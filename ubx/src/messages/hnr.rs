//! HNR-PVT: the high-navigation-rate PVT solution (spec §4.K: "NAV (...),
//! HNR (PVT)"). Same field shapes as NAV-PVT at a coarser set (no DOP/
//! vertical accuracy split), emitted at the receiver's HNR rate rather
//! than the main nav rate.

use crate::error::Error;
use crate::reader::Reader;
use bitflags::bitflags;

bitflags! {
    #[derive(Debug, Clone, Copy, PartialEq, Eq)]
    pub struct HnrValidFlags: u8 {
        const VALID_DATE = 1 << 0;
        const VALID_TIME = 1 << 1;
        const FULLY_RESOLVED = 1 << 2;
    }
}

#[derive(Debug, Clone, Copy, PartialEq)]
#[cfg_attr(feature = "serde", derive(serde::Serialize, serde::Deserialize))]
pub struct HnrPvt {
    pub itow_ms: u32,
    pub nano_s: i32,
    pub valid: HnrValidFlags,
    pub fix_type: u8,
    pub lon_deg: f64,
    pub lat_deg: f64,
    pub height_m: f64,
    pub g_speed_m_s: f64,
    pub head_mot_deg: f64,
}

pub fn decode(payload: &[u8]) -> Result<HnrPvt, Error> {
    if payload.len() < 72 {
        return Err(Error::InvalidMessage("HNR-PVT payload shorter than 72 bytes"));
    }
    let mut r = Reader::new(payload);
    let itow_ms = r.u32()?;
    r.skip(2)?; // year
    r.skip(1)?; // month
    r.skip(1)?; // day
    r.skip(1)?; // hour
    r.skip(1)?; // min
    r.skip(1)?; // sec
    let valid = HnrValidFlags::from_bits_truncate(r.u8()?);
    let nano_s = r.i32()?;
    let fix_type = r.u8()?;
    r.skip(1)?; // flags
    r.skip(2)?; // reserved1
    let lon_deg = r.i32()? as f64 * 1e-7;
    let lat_deg = r.i32()? as f64 * 1e-7;
    let height_m = r.i32()? as f64 * 1e-3;
    r.skip(4)?; // hMSL
    let g_speed_m_s = r.i32()? as f64 * 1e-3;
    r.skip(4)?; // speed
    let head_mot_deg = r.i32()? as f64 * 1e-5;

    Ok(HnrPvt { itow_ms, nano_s, valid, fix_type, lon_deg, lat_deg, height_m, g_speed_m_s, head_mot_deg })
}

#[cfg(test)]
mod tests {
    use super::*;

    #[test]
    fn rejects_short_payload() {
        assert!(decode(&[0u8; 10]).is_err());
    }
}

========

Reproduce each entry above character for character.

filename ubx/src/messages/hnr.rs
//! HNR-PVT: the high-navigation-rate PVT solution (spec §4.K: "NAV (...),
//! HNR (PVT)"). Same field shapes as NAV-PVT at a coarser set (no DOP/
//! vertical accuracy split), emitted at the receiver's HNR rate rather
//! than the main nav rate.

use crate::error::Error;
use crate::reader::Reader;
use bitflags::bitflags;

bitflags! {
    #[derive(Debug, Clone, Copy, PartialEq, Eq)]
    pub struct HnrValidFlags: u8 {
        const VALID_DATE = 1 << 0;
        const VALID_TIME = 1 << 1;
        const FULLY_RESOLVED = 1 << 2;
    }
}

#[derive(Debug, Clone, Copy, PartialEq)]
#[cfg_attr(feature = "serde", derive(serde::Serialize, serde::Deserialize))]
pub struct HnrPvt {
    pub itow_ms: u32,
    pub nano_s: i32,
    pub valid: HnrValidFlags,
    pub fix_type: u8,
    pub lon_deg: f64,
    pub lat_deg: f64,
    pub height_m: f64,
    pub g_speed_m_s: f64,
    pub head_mot_deg: f64,
}

pub fn decode(payload: &[u8]) -> Result<HnrPvt, Error> {
    if payload.len() < 72 {
        return Err(Error::InvalidMessage("HNR-PVT payload shorter than 72 bytes"));
    }
    let mut r = Reader::new(payload);
    let itow_ms = r.u32()?;
    r.skip(2)?; // year
    r.skip(1)?; // month
    r.skip(1)?; // day
    r.skip(1)?; // hour
    r.skip(1)?; // min
    r.skip(1)?; // sec
    let valid = HnrValidFlags::from_bits_truncate(r.u8()?);
    let nano_s = r.i32()?;
    let fix_type = r.u8()?;
    r.skip(1)?; // flags
    r.skip(2)?; // reserved1
    let lon_deg = r.i32()? as f64 * 1e-7;
    let lat_deg = r.i32()? as f64 * 1e-7;
    let height_m = r.i32()? as f64 * 1e-3;
    r.skip(4)?; // hMSL
    let g_speed_m_s = r.i32()? as f64 * 1e-3;
    r.skip(4)?; // speed
    let head_mot_deg = r.i32()? as f64 * 1e-5;

    Ok(HnrPvt { itow_ms, nano_s, valid, fix_type, lon_deg, lat_deg, height_m, g_speed_m_s, head_mot_deg })
}

#[cfg(test)]
mod tests {
    use super::*;

    #[test]
    fn rejects_short_payload() {
        assert!(decode(&[0u8; 10]).is_err());
    }
}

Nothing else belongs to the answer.